What does not contrast the LP approach to the PMA task is the eigenvalue optimization problem being nonlinear, too. Because the matrix eigenvalue in general and the dominant eigenvalue in particular are not linear as a function of matrix elements (see Appendix A), the use of linear programming seems paradoxical at first glance. However, besides the trick with a change of variables (13), the very nature of eigenvalue–eigenvector relations is linear, resulting in the linear relationships among the matrix elements and the linear equality-type constraints in the LP setting. The trick has nevertheless failed to cheat a software routine formality, namely, to express the loss function as a linear combination of formal variables at fixed coefficients (see Appendix B). The reason is quite evident: function (12) is not a linear function, albeit consisting of two linear parts.

These two parts have logically resulted in the two adjacent LP problems differing in the range (15) of the lambda alone. They both yield a single solution surprisingly coincident with the ideal λ₁(G) (Table 5). On the one hand, the theory of linear programming is known to admit nonunique solutions [23]. On the other, different matrices might well have the same dominant eigenvector (see Appendix A) in our practical case, too. Fortunately, the solution returned by the routine has turned out to be unique, hence the unique, best solution to the averaging problem.

Moreover, this best solution is absolutely accurate (Table 5), thus turning a solution to the approximate PMA problem into the exact one and suggesting the best alternative to our former ecological practice [8,15,16]. Therefore, it makes no sense to quantitatively compare the outcomes of the “versatile optimization tools” and the LP approach—the comparison should rather be qualitative, with an obvious conclusion, thus denying any possible reproaches to comparing the case of 12 annual PPMs [14] with the current case of 13 PPMs.

The only “spoon of tar” in this “barrel of honey” is due to certain zeros in the optimal solution, i.e., zero entries to the average matrix G. While there are in total 4 vital rates that have zero minimal values among the 13 annual ones (Table 2), 3 of them, namely, for c, d, e, (Figure 1), are reached by the “ideal” solution (Table 5). The shares of c = 0, d = 0, and d = 0 in the set of 13 annual PPMs (Table 1) are equal, respectively, to 9/13, 7/14, and 1/13 (Appendix C). Whether the average matrix should take into account the most frequent zeros or all of them is a dialectical issue. The paradigm of biological diversity in general and the concept of polyvariant ontogeny [24,25] in particular dictate retaining all the links in the life cycle graph (Figure 1), hence the absence of occasional zeros in the average matrix.

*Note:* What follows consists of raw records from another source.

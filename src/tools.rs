use chrono::{DateTime, SecondsFormat, Utc};
use rand::Rng;

pub const INFRA_DEPLOYMENTS_REPOSITORY: &'static str = "infra-deployments";
const RANDOM_STRING_CHARSET: &'static [u8] = b"abcdefghijklmnopqrstuvwxyz";

/// Format the HTTPS url of the `infra-deployments` repository of a GitHub organization.
///
/// ### Arguments
///
/// * `organization` - The GitHub organization owning the repository.
///
/// ### Returns
///
/// A [`String`] in the format `https://github.com/organization/infra-deployments`.
///
/// ### Example
///
/// ```rust
/// let url = format_repository_url("redhat-appstudio");
/// println!("{}", url); // https://github.com/redhat-appstudio/infra-deployments
/// ```
pub fn format_repository_url(organization: &str) -> String {
    format!(
        "https://github.com/{}/{}",
        organization, INFRA_DEPLOYMENTS_REPOSITORY
    )
}

#[test]
fn test_format_repository_url() {
    assert_eq!(
        format_repository_url("acme"),
        "https://github.com/acme/infra-deployments"
    );
    assert_ne!(
        format_repository_url("acme"),
        "https://github.com/acme/infra-deployments.git"
    );
}

/// Format the url of a fork of the `infra-deployments` repository.
///
/// Unlike [`format_repository_url()`], the url carries the `.git` suffix.
///
/// ### Arguments
///
/// * `organization` - The GitHub organization owning the fork.
///
/// ### Returns
///
/// A [`String`] in the format `https://github.com/organization/infra-deployments.git`.
pub fn format_fork_url(organization: &str) -> String {
    format!(
        "https://github.com/{}/{}.git",
        organization, INFRA_DEPLOYMENTS_REPOSITORY
    )
}

#[test]
fn test_format_fork_url() {
    assert_eq!(
        format_fork_url("acme-qe"),
        "https://github.com/acme-qe/infra-deployments.git"
    );
}

/// Format a branch name as a fully qualified git reference (`refs/heads/branch`).
pub fn format_branch_ref(branch: &str) -> String {
    format!("refs/heads/{}", branch)
}

#[test]
fn test_format_branch_ref() {
    assert_eq!(format_branch_ref("main"), "refs/heads/main");
    assert_eq!(
        format_branch_ref("release/v1"),
        "refs/heads/release/v1"
    );
}

/// Format the value of a `kubectl.kubernetes.io/restartedAt` annotation.
///
/// The value is an RFC 3339 timestamp in UTC with second precision, the same
/// format `kubectl rollout restart` writes.
///
/// ### Arguments
///
/// * `now` - The instant to stamp.
///
/// ### Example
///
/// ```rust
/// let annotation = format_restarted_at(Utc::now());
/// println!("{}", annotation); // 2023-07-14T09:30:00Z
/// ```
pub fn format_restarted_at(now: DateTime<Utc>) -> String {
    now.to_rfc3339_opts(SecondsFormat::Secs, true)
}

#[test]
fn test_format_restarted_at() {
    use chrono::TimeZone;
    let now = Utc.with_ymd_and_hms(2023, 7, 14, 9, 30, 5).unwrap();
    assert_eq!(format_restarted_at(now), "2023-07-14T09:30:05Z");
}

/// Generate a random string of lowercase ASCII letters.
///
/// Used as the test-run identifier exported to the bootstrap script.
pub fn generate_random_string(length: usize) -> String {
    let mut rng = rand::thread_rng();
    (0..length)
        .map(|_| RANDOM_STRING_CHARSET[rng.gen_range(0..RANDOM_STRING_CHARSET.len())] as char)
        .collect()
}

#[test]
fn test_generate_random_string() {
    let value = generate_random_string(4);
    assert_eq!(value.len(), 4);
    assert!(value.chars().all(|c| c.is_ascii_lowercase()));
    assert!(generate_random_string(0).is_empty());
}

/// Check whether a [`kube::Error`] is the API server reporting a missing object.
pub fn is_not_found(error: &kube::Error) -> bool {
    matches!(error, kube::Error::Api(response) if response.code == 404)
}

#[test]
fn test_is_not_found() {
    let response = |code: u16, reason: &str| kube::error::ErrorResponse {
        status: "Failure".to_owned(),
        message: String::new(),
        reason: reason.to_owned(),
        code,
    };
    assert!(is_not_found(&kube::Error::Api(response(404, "NotFound"))));
    assert!(!is_not_found(&kube::Error::Api(response(403, "Forbidden"))));
    assert!(!is_not_found(&kube::Error::Api(response(500, "InternalError"))));
}
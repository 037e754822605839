//! Interactive scope selection as an explicit state machine.
//!
//! ```text
//! ChoosingMode ──► SelectingServices ──► Confirmed
//!      │       └─► SelectingScopes ────► Confirmed
//!      └──────────────(cancel / empty)──► Canceled
//! ```
//!
//! The list widget itself is a [`Picker`]; the selector only decides what
//! to ask, which items start selected, and where each answer leads.

use crate::model::RefreshTokenPayload;
use crate::registry::{AuthRegistry, RegistryError};

/// Presents a list and returns the chosen items, or `None` on cancel.
pub trait Picker: Send {
    fn select_one(&mut self, prompt: &str, options: &[String], default: usize) -> Option<usize>;

    fn select_many(
        &mut self,
        prompt: &str,
        options: &[String],
        preselected: &[bool],
    ) -> Option<Vec<usize>>;
}

#[derive(Debug, Clone, Copy, PartialEq, Eq)]
pub enum SelectionMode {
    ByService,
    ByScope,
}

/// A confirmed selection.
#[derive(Debug, Clone, PartialEq, Eq)]
pub struct ScopeSelection {
    pub mode: SelectionMode,
    /// Empty in [`SelectionMode::ByScope`].
    pub services: Vec<String>,
    pub scopes: Vec<String>,
    pub readonly: bool,
}

#[derive(Debug, Clone, PartialEq, Eq)]
pub enum SelectionState {
    ChoosingMode,
    SelectingServices,
    SelectingScopes,
    Canceled,
    Confirmed(ScopeSelection),
}

impl SelectionState {
    pub fn is_terminal(&self) -> bool {
        matches!(self, Self::Canceled | Self::Confirmed(_))
    }
}

const MODES: [&str; 2] = ["By service", "By scope"];

pub struct ScopeSelector {
    registry: AuthRegistry,
    history: RefreshTokenPayload,
    readonly: bool,
    state: SelectionState,
}

impl ScopeSelector {
    /// Start a selection, preselecting what `history` recorded.
    pub fn new(registry: AuthRegistry, history: Option<RefreshTokenPayload>, readonly: bool) -> Self {
        let history = history.unwrap_or_default();
        Self {
            readonly: readonly || history.readonly,
            registry,
            history,
            state: SelectionState::ChoosingMode,
        }
    }

    pub fn state(&self) -> &SelectionState {
        &self.state
    }

    /// Mode suggested by the previous login.
    pub fn default_mode(&self) -> SelectionMode {
        if !self.history.scopes.is_empty() && self.history.services.is_empty() {
            SelectionMode::ByScope
        } else {
            SelectionMode::ByService
        }
    }

    /// Advance one state. Terminal states are left as they are.
    pub fn step(&mut self, picker: &mut dyn Picker) -> Result<&SelectionState, RegistryError> {
        let next = match &self.state {
            SelectionState::ChoosingMode => {
                let options: Vec<String> = MODES.iter().map(|m| m.to_string()).collect();
                let default = match self.default_mode() {
                    SelectionMode::ByService => 0,
                    SelectionMode::ByScope => 1,
                };
                match picker.select_one("Select scopes", &options, default) {
                    Some(0) => SelectionState::SelectingServices,
                    Some(1) => SelectionState::SelectingScopes,
                    _ => SelectionState::Canceled,
                }
            }
            SelectionState::SelectingServices => {
                let options: Vec<String> = self
                    .registry
                    .list_user_oauth_services()
                    .into_iter()
                    .map(str::to_string)
                    .collect();
                let preselected = mark(&options, &self.history.services);

                match pick_many(picker, "Services to authorize", &options, &preselected) {
                    Some(services) => {
                        let scopes = self
                            .registry
                            .suggested_user_oauth_scopes_from_services(&services, self.readonly)?;
                        SelectionState::Confirmed(ScopeSelection {
                            mode: SelectionMode::ByService,
                            services,
                            scopes,
                            readonly: self.readonly,
                        })
                    }
                    None => SelectionState::Canceled,
                }
            }
            SelectionState::SelectingScopes => {
                let mut options = self.registry.all_user_scopes();
                for scope in &self.history.scopes {
                    if !options.contains(scope) {
                        options.push(scope.clone());
                    }
                }
                options.sort();
                let preselected = mark(&options, &self.history.scopes);

                match pick_many(picker, "Scopes to authorize", &options, &preselected) {
                    Some(scopes) => SelectionState::Confirmed(ScopeSelection {
                        mode: SelectionMode::ByScope,
                        services: Vec::new(),
                        scopes,
                        readonly: self.readonly,
                    }),
                    None => SelectionState::Canceled,
                }
            }
            SelectionState::Canceled | SelectionState::Confirmed(_) => return Ok(&self.state),
        };

        self.state = next;
        Ok(&self.state)
    }

    /// Step until a terminal state. `None` means the user canceled.
    pub fn run(mut self, picker: &mut dyn Picker) -> Result<Option<ScopeSelection>, RegistryError> {
        while !self.state.is_terminal() {
            self.step(picker)?;
        }
        Ok(match self.state {
            SelectionState::Confirmed(selection) => Some(selection),
            _ => None,
        })
    }
}

fn mark(options: &[String], chosen: &[String]) -> Vec<bool> {
    options.iter().map(|o| chosen.contains(o)).collect()
}

/// An empty selection counts as a cancel.
fn pick_many(
    picker: &mut dyn Picker,
    prompt: &str,
    options: &[String],
    preselected: &[bool],
) -> Option<Vec<String>> {
    let picked = picker.select_many(prompt, options, preselected)?;
    let items: Vec<String> = picked
        .into_iter()
        .filter_map(|i| options.get(i).cloned())
        .collect();
    (!items.is_empty()).then_some(items)
}
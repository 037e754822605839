//! Compiled service and command declarations.

use crate::model::TokenType;

/// OAuth scopes a backend service is declared with.
#[derive(Debug, Clone, Copy)]
pub struct ServiceDecl {
    pub name: &'static str,
    /// Minimal scopes a user token needs to call the service at all.
    pub required: &'static [&'static str],
    pub suggested_readonly: &'static [&'static str],
    pub suggested: &'static [&'static str],
}

/// Auth requirements of one CLI command path.
#[derive(Debug, Clone, Copy)]
pub struct CommandDecl {
    pub path: &'static str,
    pub services: &'static [&'static str],
    pub token_types: &'static [TokenType],
    pub requires_offline: bool,
}

const BOTH: &[TokenType] = &[TokenType::Tenant, TokenType::User];
const TENANT: &[TokenType] = &[TokenType::Tenant];
const USER: &[TokenType] = &[TokenType::User];

pub static SERVICES: &[ServiceDecl] = &[
    ServiceDecl {
        name: "im",
        required: &["im:message"],
        suggested_readonly: &["im:chat:readonly", "im:message:readonly"],
        suggested: &["im:chat", "im:message"],
    },
    ServiceDecl {
        name: "contact",
        required: &["contact:user.base:readonly"],
        suggested_readonly: &["contact:contact.base:readonly", "contact:user.base:readonly"],
        suggested: &["contact:contact.base:readonly", "contact:user.base:readonly"],
    },
    ServiceDecl {
        name: "drive",
        required: &["drive:drive"],
        suggested_readonly: &["drive:drive:readonly"],
        suggested: &["drive:drive"],
    },
    ServiceDecl {
        name: "docx",
        required: &["docx:document"],
        suggested_readonly: &["docx:document:readonly"],
        suggested: &["docx:document"],
    },
    ServiceDecl {
        name: "sheets",
        required: &["sheets:spreadsheet"],
        suggested_readonly: &["sheets:spreadsheet:readonly"],
        suggested: &["sheets:spreadsheet"],
    },
    ServiceDecl {
        name: "bitable",
        required: &["bitable:app"],
        suggested_readonly: &["bitable:app:readonly"],
        suggested: &["bitable:app"],
    },
    ServiceDecl {
        name: "wiki",
        required: &["wiki:wiki"],
        suggested_readonly: &["wiki:wiki:readonly"],
        suggested: &["wiki:wiki"],
    },
    ServiceDecl {
        name: "calendar",
        required: &["calendar:calendar"],
        suggested_readonly: &["calendar:calendar:readonly"],
        suggested: &["calendar:calendar"],
    },
    ServiceDecl {
        name: "task",
        required: &["task:task:read"],
        suggested_readonly: &["task:task:read"],
        suggested: &["task:task:read", "task:task:write"],
    },
    ServiceDecl {
        name: "mail",
        required: &["mail:user_mailbox.message:readonly"],
        suggested_readonly: &["mail:user_mailbox.message:readonly"],
        suggested: &[
            "mail:user_mailbox.message:readonly",
            "mail:user_mailbox.message:send",
        ],
    },
];

const fn command(
    path: &'static str,
    services: &'static [&'static str],
    token_types: &'static [TokenType],
    requires_offline: bool,
) -> CommandDecl {
    CommandDecl {
        path,
        services,
        token_types,
        requires_offline,
    }
}

pub static COMMANDS: &[CommandDecl] = &[
    // Messaging
    command("messages send", &["im"], BOTH, false),
    command("messages list", &["im"], BOTH, false),
    command("messages reply", &["im"], BOTH, false),
    command("chats list", &["im"], TENANT, false),
    command("chats create", &["im"], TENANT, false),
    command("chats members list", &["im"], BOTH, false),
    // Directory
    command("contact user get", &["contact"], BOTH, false),
    command("contact user search", &["contact"], USER, true),
    // Files and documents
    command("drive search", &["drive"], BOTH, true),
    command("drive list", &["drive"], BOTH, true),
    command("drive upload", &["drive"], BOTH, true),
    command("drive download", &["drive"], BOTH, true),
    command("drive delete", &["drive"], BOTH, true),
    command("docs fetch", &["docx"], BOTH, true),
    command("docs create", &["docx", "drive"], BOTH, true),
    command("docs update", &["docx"], BOTH, true),
    command("sheets read", &["sheets"], BOTH, true),
    command("sheets write", &["sheets"], BOTH, true),
    command("sheets create", &["sheets", "drive"], BOTH, true),
    command("base records list", &["bitable"], BOTH, true),
    command("base records create", &["bitable"], BOTH, true),
    command("base records update", &["bitable"], BOTH, true),
    command("base tables list", &["bitable"], BOTH, true),
    command("wiki spaces list", &["wiki"], BOTH, true),
    command("wiki nodes get", &["wiki"], BOTH, true),
    // Calendar and tasks
    command("calendar events list", &["calendar"], BOTH, true),
    command("calendar events create", &["calendar"], BOTH, true),
    command("calendar freebusy", &["calendar"], BOTH, true),
    command("task list", &["task"], USER, true),
    command("task create", &["task"], USER, true),
    command("task complete", &["task"], USER, true),
    // Mail is only reachable on behalf of a user
    command("mail messages list", &["mail"], USER, true),
    command("mail send", &["mail"], USER, true),
];
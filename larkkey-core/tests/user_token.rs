//! Integration tests for user token refresh and login.
//!
//! These tests verify that the UserTokenManager:
//! - Refreshes an expired access token and stores a rotated refresh token
//! - Keeps the stored refresh token when the server does not rotate it
//! - Writes nothing when the refresh token is rejected
//! - Reports rate limits and server errors without asking for a relogin
//! - Never loses a rotated refresh token to a partial write
//! - Persists tokens, scopes and the login payload after a login

use async_trait::async_trait;
use chrono::Utc;
use larkkey_core::oauth::AuthorizationCodeSource;
use larkkey_core::user::selector::Picker;
use larkkey_core::{
    AppIdentity, AuthError, AuthRegistry, Bucket, ConfigState, CredentialKind, CredentialStore,
    CredentialVault, EnvFallback, KeyringBackend, LoginRequest, MemoryStore, PersistedConfig,
    Secret, StoreError, UserAccount, UserTokenManager,
};
use parking_lot::Mutex;
use std::sync::Arc;
use tempfile::TempDir;
use url::Url;
use wiremock::{
    Mock, MockServer, ResponseTemplate,
    matchers::{body_string_contains, method, path},
};

const TOKEN_PATH: &str = "/open-apis/authen/v2/oauth/token";

fn base_config(base_url: &str) -> PersistedConfig {
    PersistedConfig {
        app_id: "cli_a1".to_string(),
        app_secret: "s3cret".to_string(),
        base_url: base_url.to_string(),
        keyring_backend: KeyringBackend::File,
        ..Default::default()
    }
}

fn expired_account(base_url: &str) -> PersistedConfig {
    let mut config = base_config(base_url);
    config.user_accounts.insert(
        "default".to_string(),
        UserAccount {
            user_access_token: "u-old".to_string(),
            user_access_token_expires_at: Utc::now().timestamp() - 60,
            refresh_token: "r-old".to_string(),
            user_scopes: vec!["offline_access".to_string(), "drive:drive".to_string()],
            user_access_token_scope: "offline_access drive:drive".to_string(),
            user_refresh_token_payload: None,
        },
    );
    config
}

fn setup(config: PersistedConfig) -> (UserTokenManager, Arc<ConfigState>, Arc<MemoryStore>) {
    let state = Arc::new(ConfigState::in_memory(config));
    let keychain = Arc::new(MemoryStore::new());
    let vault = CredentialVault::new(state.clone(), keychain.clone());
    let manager = UserTokenManager::new(vault, EnvFallback::default(), AuthRegistry::builtin());
    (manager, state, keychain)
}
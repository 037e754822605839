//! User OAuth plumbing.
//!
//! - [`pkce`] - authorization-code flow with PKCE
//! - [`callback`] - where the authorization code comes from (loopback listener or paste)
//!
//! Both grants go to the v2 token endpoint with the app credentials in the
//! request body.

pub mod callback;
pub mod pkce;

use chrono::{DateTime, Duration, Utc};
use oauth2::basic::{BasicClient, BasicErrorResponse, BasicErrorResponseType, BasicTokenResponse};
use oauth2::reqwest::async_http_client;
use oauth2::{
    AuthType, AuthUrl, ClientId, ClientSecret, RedirectUrl, RefreshToken, RequestTokenError,
    TokenResponse, TokenUrl,
};

use crate::error::AuthError;
use crate::store::{AppCredentials, Secret};

pub use callback::{AuthorizationCodeSource, LoopbackCallback, PastedRedirect};
pub use pkce::{AuthorizationCodeFlow, AuthorizationRequest};

pub const AUTHORIZE_PATH: &str = "/open-apis/authen/v1/authorize";
pub const TOKEN_PATH: &str = "/open-apis/authen/v2/oauth/token";

/// Port of the loopback redirect listener unless `--port` says otherwise.
pub const DEFAULT_CALLBACK_PORT: u16 = 8765;

/// Lifetime assumed when the token endpoint omits `expires_in`.
pub const DEFAULT_USER_TOKEN_TTL_SECS: i64 = 7200;

/// Redirect URI served by the loopback listener on `port`.
pub fn loopback_redirect_uri(port: u16) -> String {
    format!("http://127.0.0.1:{}/callback", port)
}

/// Authorization and token URLs under a base URL.
#[derive(Debug, Clone, PartialEq, Eq)]
pub struct OAuthEndpoints {
    pub authorize_url: String,
    pub token_url: String,
}

impl OAuthEndpoints {
    pub fn for_base_url(base_url: &str) -> Self {
        let base = base_url.trim_end_matches('/');
        Self {
            authorize_url: format!("{}{}", base, AUTHORIZE_PATH),
            token_url: format!("{}{}", base, TOKEN_PATH),
        }
    }
}

/// Create an OAuth2 client for the app.
///
/// The app id is the client id and the app secret the client secret.
pub fn create_oauth_client(
    endpoints: &OAuthEndpoints,
    credentials: &AppCredentials,
    redirect_uri: Option<&str>,
) -> Result<BasicClient, AuthError> {
    let auth_url = AuthUrl::new(endpoints.authorize_url.clone()).map_err(|e| AuthError::OAuth {
        message: format!("invalid authorization URL: {}", e),
    })?;

    let token_url = TokenUrl::new(endpoints.token_url.clone()).map_err(|e| AuthError::OAuth {
        message: format!("invalid token URL: {}", e),
    })?;

    let mut client = BasicClient::new(
        ClientId::new(credentials.identity.app_id.clone()),
        Some(ClientSecret::new(credentials.secret.expose().to_string())),
        auth_url,
        Some(token_url),
    )
    .set_auth_type(AuthType::RequestBody);

    if let Some(redirect) = redirect_uri {
        let redirect_url = RedirectUrl::new(redirect.to_string()).map_err(|e| AuthError::OAuth {
            message: format!("invalid redirect URL: {}", e),
        })?;
        client = client.set_redirect_uri(redirect_url);
    }

    Ok(client)
}

/// Tokens returned by either grant.
#[derive(Debug, Clone)]
pub struct UserTokenGrant {
    pub access_token: Secret,
    /// `None` when the server did not rotate or issue a refresh token.
    pub refresh_token: Option<Secret>,
    pub expires_in: Option<std::time::Duration>,
    /// Granted scopes as the server reported them, space-separated.
    pub scope: Option<String>,
}

impl UserTokenGrant {
    fn from_response(response: &BasicTokenResponse) -> Self {
        Self {
            access_token: Secret::new(response.access_token().secret()),
            refresh_token: response
                .refresh_token()
                .map(|t| Secret::new(t.secret()))
                .filter(|t| !t.is_empty()),
            expires_in: response.expires_in(),
            scope: response.scopes().map(|scopes| {
                scopes
                    .iter()
                    .map(|s| s.to_string())
                    .collect::<Vec<_>>()
                    .join(" ")
            }),
        }
    }

    /// Absolute expiry, defaulting the lifetime when the server gave none.
    pub fn expires_at(&self, now: DateTime<Utc>) -> DateTime<Utc> {
        let ttl = self
            .expires_in
            .and_then(|d| Duration::from_std(d).ok())
            .unwrap_or_else(|| Duration::seconds(DEFAULT_USER_TOKEN_TTL_SECS));
        now + ttl
    }
}

/// Exchange a refresh token for a new access token.
///
/// Only `invalid_grant` and `unauthorized_client` mean the refresh token
/// itself is unusable and become [`AuthError::RefreshRejected`]. Everything
/// else (rate limits, server errors, a bad app secret) is reported verbatim
/// as [`AuthError::TokenGrant`].
pub async fn refresh_user_token(
    client: &BasicClient,
    refresh_token: &Secret,
) -> Result<UserTokenGrant, AuthError> {
    let response = client
        .exchange_refresh_token(&RefreshToken::new(refresh_token.expose().to_string()))
        .request_async(async_http_client)
        .await
        .map_err(|e| classify_refresh_error(&e))?;

    Ok(UserTokenGrant::from_response(&response))
}

fn classify_refresh_error<RE>(error: &RequestTokenError<RE, BasicErrorResponse>) -> AuthError
where
    RE: std::error::Error + 'static,
{
    match error {
        RequestTokenError::ServerResponse(response)
            if matches!(
                response.error(),
                BasicErrorResponseType::InvalidGrant | BasicErrorResponseType::UnauthorizedClient
            ) =>
        {
            AuthError::RefreshRejected {
                message: response.to_string(),
            }
        }
        other => AuthError::TokenGrant {
            message: describe_request_error(other),
        },
    }
}

pub(crate) fn describe_request_error<RE>(error: &RequestTokenError<RE, BasicErrorResponse>) -> String
where
    RE: std::error::Error + 'static,
{
    match error {
        RequestTokenError::ServerResponse(response) => response.to_string(),
        RequestTokenError::Request(e) => format!("request failed: {}", e),
        RequestTokenError::Parse(e, body) => format!(
            "unexpected response ({}): {}",
            e,
            String::from_utf8_lossy(body)
        ),
        RequestTokenError::Other(message) => message.clone(),
    }
}
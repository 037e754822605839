//! Line-oriented picker for the login scope selection.

use larkkey_core::user::selector::Picker;
use std::io::{self, BufRead, BufReader, Write};

/// Numbered-list prompts read one line at a time.
///
/// - single choice: a number, empty for the default, `q` to cancel
/// - multiple choice: numbers separated by spaces or commas, `all`,
///   `none`, empty to keep the marked items, `q` to cancel
pub struct LinePicker<R, W> {
    input: R,
    output: W,
}

impl LinePicker<BufReader<io::Stdin>, io::Stderr> {
    /// Prompts on stderr, answers from stdin.
    pub fn stdio() -> Self {
        Self::new(BufReader::new(io::stdin()), io::stderr())
    }
}

impl<R: BufRead, W: Write> LinePicker<R, W> {
    pub fn new(input: R, output: W) -> Self {
        Self { input, output }
    }

    /// `None` on end of input or a read error.
    fn read_answer(&mut self) -> Option<String> {
        let _ = self.output.flush();
        let mut line = String::new();
        match self.input.read_line(&mut line) {
            Ok(0) | Err(_) => None,
            Ok(_) => Some(line.trim().to_string()),
        }
    }

    fn list(&mut self, prompt: &str, options: &[String], marked: impl Fn(usize) -> bool) {
        let _ = writeln!(self.output, "{}", prompt);
        for (i, option) in options.iter().enumerate() {
            let mark = if marked(i) { "*" } else { " " };
            let _ = writeln!(self.output, " {} {:>2}) {}", mark, i + 1, option);
        }
    }
}

fn parse_index(value: &str, len: usize) -> Option<usize> {
    value
        .parse::<usize>()
        .ok()
        .filter(|n| (1..=len).contains(n))
        .map(|n| n - 1)
}

impl<R: BufRead + Send, W: Write + Send> Picker for LinePicker<R, W> {
    fn select_one(&mut self, prompt: &str, options: &[String], default: usize) -> Option<usize> {
        self.list(prompt, options, |i| i == default);
        loop {
            let _ = write!(self.output, "Choice [{}, q to cancel]: ", default + 1);
            let answer = self.read_answer()?;
            match answer.as_str() {
                "" => return Some(default),
                "q" | "quit" => return None,
                other => match parse_index(other, options.len()) {
                    Some(index) => return Some(index),
                    None => {
                        let _ = writeln!(self.output, "Enter a number from 1 to {}", options.len());
                    }
                },
            }
        }
    }

    fn select_many(
        &mut self,
        prompt: &str,
        options: &[String],
        preselected: &[bool],
    ) -> Option<Vec<usize>> {
        let marked = |i: usize| preselected.get(i).copied().unwrap_or(false);
        self.list(prompt, options, marked);
        loop {
            let _ = write!(
                self.output,
                "Numbers (space or comma separated), all, none; empty keeps *; q cancels: "
            );
            let answer = self.read_answer()?;
            match answer.as_str() {
                "" => return Some((0..options.len()).filter(|i| marked(*i)).collect()),
                "q" | "quit" => return None,
                "all" => return Some((0..options.len()).collect()),
                "none" => return Some(Vec::new()),
                other => {
                    let picked: Option<Vec<usize>> = other
                        .split(|c: char| c == ',' || c.is_whitespace())
                        .filter(|s| !s.is_empty())
                        .map(|s| parse_index(s, options.len()))
                        .collect();
                    match picked {
                        Some(mut indices) => {
                            indices.sort_unstable();
                            indices.dedup();
                            return Some(indices);
                        }
                        None => {
                            let _ = writeln!(
                                self.output,
                                "Enter numbers from 1 to {}",
                                options.len()
                            );
                        }
                    }
                }
            }
        }
    }
}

Therefore, an optimistic mathematical hypothesis is that the same absolute result can be obtained in the eigenvalue-constrained optimization problem when we substitute the minimal positive bounds for the zero ones. Testing this hypothesis might be an object of further studies.

Note also that the LP technique presented in Section 2.4 for a specific case study is general enough to be applied for any finite set of irreducible nonnegative fixed-pattern matrices, the specificity being only confined to the bounds and equality-type constraints. While the task is always to find the best approximation, the supertask is to motivate younger mathematicians to give a theoretical explanation of why the best approximation turns into the exact solution.